• AIM OF THE EXERCISE
Below are some records. Return exactly the lines from the one with "diesel::insert_into(users::table)" to the one with "username: &username, created_at: &now", and nothing else.

• THE DATA

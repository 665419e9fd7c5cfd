//! Item service - CRUD with ownership checks, views, comments and stats
//!
//! Derived stats are cached for the stats TTL and are never invalidated on
//! write; readers may see figures up to one TTL old.

use std::sync::Arc;

use serde::{Deserialize, Serialize};
use tracing::{debug, info};
use ts_rs::TS;

use crate::cache::FeedCache;
use crate::db::{
    self, comments, items, Comment, CommentThread, CreateCommentInput, CreateItemInput, Counter, FeedDb, ItemPatch,
    ItemWithTags,
};
use crate::error::FeedError;
use crate::recommend::scoring::{engagement_rate, like_rate};

use super::events::{EventBus, FeedEvent};

/// Derived engagement metrics for one item
#[derive(Debug, Clone, PartialEq, Serialize, Deserialize, TS)]
#[ts(export, export_to = "feed/")]
pub struct ItemStats {
    pub item_id: i64,
    pub like_rate: f64,
    pub engagement_rate: f64,
    pub total_views: i64,
    pub total_likes: i64,
    pub total_dislikes: i64,
    pub total_super_likes: i64,
    pub total_skips: i64,
    pub total_comments: i64,
}

/// Item service
pub struct ItemService {
    db: Arc<FeedDb>,
    cache: FeedCache,
    events: Arc<EventBus>,
}

impl ItemService {
    pub fn new(db: Arc<FeedDb>, cache: FeedCache, events: Arc<EventBus>) -> Self {
        Self { db, cache, events }
    }

    // =========================================================================
    // Read Operations
    // =========================================================================

    pub fn get(&self, item_id: i64) -> Result<Option<ItemWithTags>, FeedError> {
        self.db.with_conn(|conn| items::get_item_with_tags(conn, item_id))
    }

    /// Load items in the given order (feed hydration)
    pub fn get_many(&self, item_ids: &[i64]) -> Result<Vec<ItemWithTags>, FeedError> {
        self.db.with_conn(|conn| items::get_items_by_ids(conn, item_ids))
    }

    pub fn list_by_owner(&self, owner_id: i64, limit: i64, offset: i64) -> Result<Vec<ItemWithTags>, FeedError> {
        self.db.with_conn(|conn| items::list_by_owner(conn, owner_id, limit, offset))
    }

    /// Keyword search over public items
    pub fn search(&self, keyword: &str, limit: i64, offset: i64) -> Result<Vec<ItemWithTags>, FeedError> {
        let keyword = keyword.trim();
        if keyword.is_empty() {
            return Err(FeedError::Validation("search keyword is required".into()));
        }
        self.db.with_conn(|conn| items::search_items(conn, keyword, limit, offset))
    }

    /// Derived engagement stats, served from cache when fresh
    pub fn stats(&self, item_id: i64) -> Result<ItemStats, FeedError> {
        let key = self.cache.stats_key(item_id);
        if let Some(stats) = self.cache.get::<ItemStats>(&key) {
            return Ok(stats);
        }

        let item = self.db.with_conn(|conn| items::require_item(conn, item_id))?;
        let stats = ItemStats {
            item_id,
            like_rate: like_rate(&item),
            engagement_rate: engagement_rate(&item),
            total_views: item.view_count,
            total_likes: item.like_count,
            total_dislikes: item.dislike_count,
            total_super_likes: item.super_like_count,
            total_skips: item.skip_count,
            total_comments: item.comment_count,
        };

        self.cache.put(&key, &stats, self.cache.stats_ttl());
        debug!(item_id = item_id, "Item stats computed");
        Ok(stats)
    }

    // =========================================================================
    // Write Operations
    // =========================================================================

    pub fn create(&self, input: &CreateItemInput) -> Result<ItemWithTags, FeedError> {
        if input.owner_id <= 0 {
            return Err(FeedError::Unauthenticated);
        }
        if input.title.trim().is_empty() {
            return Err(FeedError::Validation("title is required".into()));
        }
        if input.tags.iter().any(|t| t.name.trim().is_empty()) {
            return Err(FeedError::Validation("tag names cannot be empty".into()));
        }

        let created = self.db.with_transaction(|conn| items::create_item(conn, input))?;

        info!(id = created.item.id, owner_id = created.item.owner_id, "Item created");
        self.events.emit(FeedEvent::ItemCreated {
            id: created.item.id,
            owner_id: created.item.owner_id,
            title: created.item.title.clone(),
        });
        Ok(created)
    }

    /// Apply a patch; only the owner may edit
    pub fn update(&self, actor_id: i64, item_id: i64, patch: &ItemPatch) -> Result<ItemWithTags, FeedError> {
        if let Some(ref title) = patch.title {
            if title.trim().is_empty() {
                return Err(FeedError::Validation("title cannot be empty".into()));
            }
        }

        let updated = self.db.with_transaction(|conn| {
            let item = items::require_item(conn, item_id)?;
            ensure_owner(actor_id, item.owner_id, item_id)?;
            items::update_item(conn, item_id, patch)?
                .ok_or_else(|| FeedError::NotFound(format!("item {}", item_id)))
        })?;

        self.events.emit(FeedEvent::ItemUpdated { id: item_id });
        Ok(updated)
    }

    /// Delete an item; only the owner may delete
    pub fn delete(&self, actor_id: i64, item_id: i64) -> Result<(), FeedError> {
        self.db.with_transaction(|conn| {
            let item = items::require_item(conn, item_id)?;
            ensure_owner(actor_id, item.owner_id, item_id)?;
            items::delete_item(conn, item_id)
        })?;

        info!(id = item_id, "Item deleted");
        self.events.emit(FeedEvent::ItemDeleted { id: item_id });
        Ok(())
    }

    /// Count one view
    pub fn increment_views(&self, item_id: i64) -> Result<(), FeedError> {
        let found = self
            .db
            .with_conn(|conn| items::increment_counter(conn, item_id, Counter::Views, 1))?;
        if !found {
            return Err(FeedError::NotFound(format!("item {}", item_id)));
        }
        Ok(())
    }

    // =========================================================================
    // Comments
    // =========================================================================

    pub fn add_comment(&self, input: &CreateCommentInput) -> Result<Comment, FeedError> {
        let comment = self.db.with_transaction(|conn| comments::add_comment(conn, input))?;

        self.events.emit(FeedEvent::CommentAdded {
            id: comment.id,
            item_id: comment.item_id,
            user_id: comment.user_id,
        });
        Ok(comment)
    }

    /// Top-level comments, newest first, each with its replies
    pub fn list_comments(&self, item_id: i64, limit: i64, offset: i64) -> Result<Vec<CommentThread>, FeedError> {
        self.db.with_conn(|conn| {
            if !db::items::item_exists(conn, item_id)? {
                return Err(FeedError::NotFound(format!("item {}", item_id)));
            }
            comments::list_threads(conn, item_id, limit, offset)
        })
    }
}

fn ensure_owner(actor_id: i64, owner_id: i64, item_id: i64) -> Result<(), FeedError> {
    if actor_id != owner_id {
        return Err(FeedError::Unauthorized(format!(
            "user {} does not own item {}",
            actor_id, item_id
        )));
    }
    Ok(())
}

#[cfg(test)]
mod tests {
    use super::*;
    use crate::cache::MemoryCache;
    use crate::config::CacheConfig;
    use crate::db::items::test_support::item_input;

    fn service() -> ItemService {
        let db = Arc::new(FeedDb::open_in_memory().unwrap());
        let cache = FeedCache::new(Arc::new(MemoryCache::new()), &CacheConfig::default());
        ItemService::new(db, cache, Arc::new(EventBus::new()))
    }

    #[test]
    fn test_only_owner_may_edit_or_delete() {
        let svc = service();
        let item = svc.create(&item_input(1, "Mine", &["rust"], "2024-01-01T00:00:00Z")).unwrap();
        let id = item.item.id;

        let patch = ItemPatch { title: Some("Stolen".into()), ..Default::default() };
        assert!(matches!(svc.update(2, id, &patch), Err(FeedError::Unauthorized(_))));
        assert!(matches!(svc.delete(2, id), Err(FeedError::Unauthorized(_))));

        assert_eq!(svc.update(1, id, &patch).unwrap().item.title, "Stolen");
        svc.delete(1, id).unwrap();
        assert!(svc.get(id).unwrap().is_none());
        assert!(matches!(svc.delete(1, id), Err(FeedError::NotFound(_))));
    }

    #[test]
    fn test_list_by_owner_newest_first() {
        let svc = service();
        let old = svc.create(&item_input(7, "Old", &[], "2024-01-01T00:00:00Z")).unwrap().item.id;
        let new = svc.create(&item_input(7, "New", &[], "2024-02-01T00:00:00Z")).unwrap().item.id;
        svc.create(&item_input(8, "Other", &[], "2024-03-01T00:00:00Z")).unwrap();

        let ids: Vec<i64> = svc.list_by_owner(7, 10, 0).unwrap().iter().map(|i| i.item.id).collect();
        assert_eq!(ids, vec![new, old]);
        assert_eq!(svc.list_by_owner(7, 1, 1).unwrap()[0].item.id, old);
    }

    #[test]
    fn test_stats_are_cached() {
        let svc = service();
        let id = svc
            .create(&item_input(1, "Demo", &[], "2024-01-01T00:00:00Z"))
            .unwrap()
            .item
            .id;

        svc.increment_views(id).unwrap();
        let first = svc.stats(id).unwrap();
        assert_eq!(first.total_views, 1);
        assert_eq!(first.engagement_rate, 0.0);

        svc.increment_views(id).unwrap();
        assert_eq!(svc.stats(id).unwrap(), first);

        assert!(matches!(svc.stats(404), Err(FeedError::NotFound(_))));
        assert!(matches!(svc.increment_views(404), Err(FeedError::NotFound(_))));
    }

    #[test]
    fn test_create_validation() {
        let svc = service();
        assert!(matches!(
            svc.create(&item_input(1, "  ", &[], "2024-01-01T00:00:00Z")),
            Err(FeedError::Validation(_))
        ));
        assert!(matches!(
            svc.create(&item_input(0, "Title", &[], "2024-01-01T00:00:00Z")),
            Err(FeedError::Unauthenticated)
        ));
        assert!(matches!(svc.search(" ", 10, 0), Err(FeedError::Validation(_))));
    }

    #[test]
    fn test_comments_bump_counter() {
        let svc = service();
        let id = svc.create(&item_input(1, "Demo", &[], "2024-01-01T00:00:00Z")).unwrap().item.id;

        let root = svc
            .add_comment(&CreateCommentInput {
                item_id: id,
                user_id: 4,
                parent_id: None,
                content: "neat".into(),
            })
            .unwrap();
        svc.add_comment(&CreateCommentInput {
            item_id: id,
            user_id: 1,
            parent_id: Some(root.id),
            content: "thanks".into(),
        })
        .unwrap();

        let threads = svc.list_comments(id, 10, 0).unwrap();
        assert_eq!(threads.len(), 1);
        assert_eq!(threads[0].replies.len(), 1);
        assert_eq!(threads[0].replies[0].content, "thanks");
        assert_eq!(svc.get(id).unwrap().unwrap().item.comment_count, 2);
        assert!(matches!(svc.list_comments(404, 10, 0), Err(FeedError::NotFound(_))));
    }
}
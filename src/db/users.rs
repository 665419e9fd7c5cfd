//! User rows and follow counters

use diesel::prelude::*;

use super::diesel_schema::users;
use super::models::{current_timestamp, NewUser, ProvisionedUser, User};
use crate::error::{is_unique_violation, FeedError};

/// Prefix reserved for placeholder usernames
const PROVISIONED_PREFIX: char = '#';

/// Create a user
pub fn create_user(conn: &mut SqliteConnection, username: &str) -> Result<User, FeedError> {
    let username = username.trim();
    if username.is_empty() {
        return Err(FeedError::Validation("username is required".into()));
    }
    if username.starts_with(PROVISIONED_PREFIX) {
        return Err(FeedError::Validation(format!(
            "usernames cannot start with '{}'",
            PROVISIONED_PREFIX
        )));
    }

    let now = current_timestamp();
    diesel::insert_into(users::table)
        .values(&NewUser { username, created_at: &now })
        .execute(conn)
        .map_err(|e| {
            if is_unique_violation(&e) {
                FeedError::Validation(format!("username '{}' is taken", username))
            } else {
                FeedError::TransientStore(format!("Insert failed: {}", e))
            }
        })?;

    users::table
        .filter(users::username.eq(username))
        .select(User::as_select())
        .first(conn)
        .map_err(FeedError::from)
}

/// Get user by ID
pub fn get_user(conn: &mut SqliteConnection, user_id: i64) -> Result<Option<User>, FeedError> {
    users::table
        .find(user_id)
        .select(User::as_select())
        .first(conn)
        .optional()
        .map_err(FeedError::from)
}

/// Get user by ID, failing with NotFound
#[cfg(test)]
pub fn require_user(conn: &mut SqliteConnection, user_id: i64) -> Result<User, FeedError> {
    get_user(conn, user_id)?.ok_or_else(|| FeedError::NotFound(format!("user {}", user_id)))
}

/// Make sure a row exists for `user_id`
///
/// Identities are issued upstream, so the follow graph may be the first
/// place an id shows up. Missing rows get a `#<id>` placeholder username.
pub fn ensure_user(conn: &mut SqliteConnection, user_id: i64) -> Result<(), FeedError> {
    if user_id <= 0 {
        return Err(FeedError::Validation(format!("invalid user id {}", user_id)));
    }
    let username = format!("{}{}", PROVISIONED_PREFIX, user_id);
    let now = current_timestamp();
    diesel::insert_or_ignore_into(users::table)
        .values(&ProvisionedUser { id: user_id, username: &username, created_at: &now })
        .execute(conn)
        .map_err(|e| FeedError::TransientStore(format!("User provisioning failed: {}", e)))?;
    Ok(())
}

/// Adjust both follow counters for one edge
pub(crate) fn adjust_follow_counters(
    conn: &mut SqliteConnection,
    follower_id: i64,
    followee_id: i64,
    delta: i64,
) -> Result<(), FeedError> {
    diesel::update(users::table.find(follower_id))
        .set(users::following_count.eq(users::following_count + delta))
        .execute(conn)?;
    diesel::update(users::table.find(followee_id))
        .set(users::follower_count.eq(users::follower_count + delta))
        .execute(conn)?;
    Ok(())
}

#[cfg(test)]
mod tests {
    use super::*;
    use crate::db::FeedDb;

    #[test]
    fn test_create_and_get_user() {
        let db = FeedDb::open_in_memory().unwrap();
        db.with_conn(|conn| {
            let ada = create_user(conn, "ada")?;
            assert_eq!(ada.follower_count, 0);
            assert_eq!(get_user(conn, ada.id)?.unwrap().username, "ada");
            assert!(get_user(conn, 9999)?.is_none());
            assert!(matches!(require_user(conn, 9999), Err(FeedError::NotFound(_))));
            Ok(())
        })
        .unwrap();
    }

    #[test]
    fn test_duplicate_username_rejected() {
        let db = FeedDb::open_in_memory().unwrap();
        db.with_conn(|conn| {
            create_user(conn, "ada")?;
            assert!(matches!(create_user(conn, "ada"), Err(FeedError::Validation(_))));
            assert!(matches!(create_user(conn, "  "), Err(FeedError::Validation(_))));
            assert!(matches!(create_user(conn, "#7"), Err(FeedError::Validation(_))));
            Ok(())
        })
        .unwrap();
    }
}
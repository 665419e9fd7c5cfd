//! SQLite database module for the feed engine
//!
//! ## Tables
//!
//! - `items` - Content items with their engagement counters
//! - `item_tags` - Tag index for affinity and tag browsing
//! - `interactions` - Append-only interaction ledger
//! - `follows` - Directed follow edges
//! - `users` - Follower/following counters
//! - `comments` - Comment ledger (drives `items.comment_count`)
//!
//! Every operation checks a connection out of an r2d2 pool. Writes that must
//! be all-or-nothing run through [`FeedDb::with_transaction`], which opens an
//! IMMEDIATE transaction so concurrent writers queue on SQLite's write lock
//! instead of failing mid-transaction.

pub mod diesel_schema;
pub mod schema;
pub mod models;
pub mod items;
pub mod interactions;
pub mod follows;
pub mod users;
pub mod comments;

use std::path::Path;
use std::time::Duration;

use diesel::connection::SimpleConnection;
use diesel::prelude::*;
use diesel::r2d2::{ConnectionManager, CustomizeConnection, Pool, PooledConnection};
use tracing::{debug, info};

use crate::error::FeedError;
use diesel_schema::{follows as follows_table, interactions as interactions_table, items as items_table, users as users_table};

pub type DbPool = Pool<ConnectionManager<SqliteConnection>>;
pub type PooledConn = PooledConnection<ConnectionManager<SqliteConnection>>;

/// Per-connection PRAGMAs applied when the pool opens a connection
#[derive(Debug, Clone, Copy)]
struct SqlitePragmas {
    wal: bool,
}

impl CustomizeConnection<SqliteConnection, diesel::r2d2::Error> for SqlitePragmas {
    fn on_acquire(&self, conn: &mut SqliteConnection) -> Result<(), diesel::r2d2::Error> {
        conn.batch_execute("PRAGMA busy_timeout = 5000; PRAGMA foreign_keys = ON;")
            .map_err(diesel::r2d2::Error::QueryError)?;
        if self.wal {
            conn.batch_execute("PRAGMA journal_mode = WAL; PRAGMA synchronous = NORMAL;")
                .map_err(diesel::r2d2::Error::QueryError)?;
        }
        Ok(())
    }
}

/// SQLite database for items, interactions and the follow graph
pub struct FeedDb {
    pool: DbPool,
}

impl FeedDb {
    /// Open or create the feed database at the given path
    pub fn open(db_path: &Path, pool_size: u32) -> Result<Self, FeedError> {
        info!("Opening SQLite database at {:?}", db_path);

        let manager = ConnectionManager::<SqliteConnection>::new(db_path.to_string_lossy());
        let pool = Pool::builder()
            .max_size(pool_size.max(1))
            .connection_timeout(Duration::from_secs(10))
            .connection_customizer(Box::new(SqlitePragmas { wal: true }))
            .build(manager)
            .map_err(|e| FeedError::TransientStore(format!("Failed to open SQLite: {}", e)))?;

        let db = Self { pool };
        db.init_schema()?;
        Ok(db)
    }

    /// Open an in-memory database (for testing)
    ///
    /// Each SQLite `:memory:` connection is its own database, so the pool is
    /// pinned to a single connection that never expires.
    pub fn open_in_memory() -> Result<Self, FeedError> {
        debug!("Opening in-memory SQLite database");

        let manager = ConnectionManager::<SqliteConnection>::new(":memory:");
        let pool = Pool::builder()
            .max_size(1)
            .idle_timeout(None)
            .max_lifetime(None)
            .connection_customizer(Box::new(SqlitePragmas { wal: false }))
            .build(manager)
            .map_err(|e| FeedError::TransientStore(format!("Failed to open in-memory SQLite: {}", e)))?;

        let db = Self { pool };
        db.init_schema()?;
        Ok(db)
    }

    fn init_schema(&self) -> Result<(), FeedError> {
        let mut conn = self.conn()?;
        schema::init_schema(&mut conn)
    }

    /// Get a connection from the pool
    pub fn conn(&self) -> Result<PooledConn, FeedError> {
        Ok(self.pool.get()?)
    }

    /// Run a read (or single-statement write) on a pooled connection
    pub fn with_conn<F, T>(&self, f: F) -> Result<T, FeedError>
    where
        F: FnOnce(&mut SqliteConnection) -> Result<T, FeedError>,
    {
        let mut conn = self.conn()?;
        f(&mut conn)
    }

    /// Run `f` inside an IMMEDIATE transaction; any error rolls everything back
    pub fn with_transaction<F, T>(&self, f: F) -> Result<T, FeedError>
    where
        F: FnOnce(&mut SqliteConnection) -> Result<T, FeedError>,
    {
        let mut conn = self.conn()?;
        conn.immediate_transaction(f)
    }

    /// Get database statistics
    pub fn stats(&self) -> Result<DbStats, FeedError> {
        self.with_conn(|conn| {
            let item_count: i64 = items_table::table.count().get_result(conn)?;
            let user_count: i64 = users_table::table.count().get_result(conn)?;
            let interaction_count: i64 = interactions_table::table.count().get_result(conn)?;
            let follow_count: i64 = follows_table::table.count().get_result(conn)?;

            Ok(DbStats {
                item_count: item_count as u64,
                user_count: user_count as u64,
                interaction_count: interaction_count as u64,
                follow_count: follow_count as u64,
            })
        })
    }
}

/// Database statistics
#[derive(Debug, Clone, serde::Serialize)]
pub struct DbStats {
    pub item_count: u64,
    pub user_count: u64,
    pub interaction_count: u64,
    pub follow_count: u64,
}

// Re-exports
pub use models::{
    Comment, CommentThread, Counter, FeedbackCode, Follow, Interaction, InteractionType, Item, ItemWithTags, Tag,
    TagCategory, User,
};
pub use items::{CreateItemInput, ItemPatch, TagInput};
pub use interactions::RecordInteractionInput;
pub use comments::CreateCommentInput;

#[cfg(test)]
mod tests {
    use super::*;

    #[test]
    fn test_in_memory_stats_start_empty() {
        let db = FeedDb::open_in_memory().unwrap();
        let stats = db.stats().unwrap();
        assert_eq!(stats.item_count, 0);
        assert_eq!(stats.interaction_count, 0);
    }

    #[test]
    fn test_transaction_rolls_back_on_error() {
        let db = FeedDb::open_in_memory().unwrap();

        let result: Result<(), FeedError> = db.with_transaction(|conn| {
            users::create_user(conn, "ada")?;
            Err(FeedError::Validation("abort".into()))
        });
        assert!(result.is_err());
        assert_eq!(db.stats().unwrap().user_count, 0);
    }

    #[test]
    fn test_file_database_persists_between_opens() {
        let dir = tempfile::tempdir().unwrap();
        let path = dir.path().join("feed.db");

        {
            let db = FeedDb::open(&path, 2).unwrap();
            db.with_conn(|conn| users::create_user(conn, "ada").map(|_| ())).unwrap();
        }

        let db = FeedDb::open(&path, 2).unwrap();
        assert_eq!(db.stats().unwrap().user_count, 1);
    }
}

• EXERCISE RESULT
    diesel::insert_into(users::table)
        .values(&NewUser { username, created_at: &now })
        .execute(conn)
        .map_err(|e| {
            if is_unique_violation(&e) {
                FeedError::Validation(format!("username '{}' is taken", username))
            } else {
                FeedError::TransientStore(format!("Insert failed: {}", e))
            }
        })?;

    users::table
        .filter(users::username.eq(username))
        .select(User::as_select())
        .first(conn)
        .map_err(FeedError::from)
}

/// Get user by ID
pub fn get_user(conn: &mut SqliteConnection, user_id: i64) -> Result<Option<User>, FeedError> {
    users::table
        .find(user_id)
        .select(User::as_select())
        .first(conn)
        .optional()
        .map_err(FeedError::from)
}

/// Get user by ID, failing with NotFound
#[cfg(test)]
pub fn require_user(conn: &mut SqliteConnection, user_id: i64) -> Result<User, FeedError> {
    get_user(conn, user_id)?.ok_or_else(|| FeedError::NotFound(format!("user {}", user_id)))
}

/// Make sure a row exists for `user_id`
///
/// Identities are issued upstream, so the follow graph may be the first
/// place an id shows up. Missing rows get a `#<id>` placeholder username.
pub fn ensure_user(conn: &mut SqliteConnection, user_id: i64) -> Result<(), FeedError> {
    if user_id <= 0 {
        return Err(FeedError::Validation(format!("invalid user id {}", user_id)));
    }
    let username = format!("{}{}", PROVISIONED_PREFIX, user_id);
    let now = current_timestamp();
    diesel::insert_or_ignore_into(users::table)
        .values(&ProvisionedUser { id: user_id, username: &username, created_at: &now })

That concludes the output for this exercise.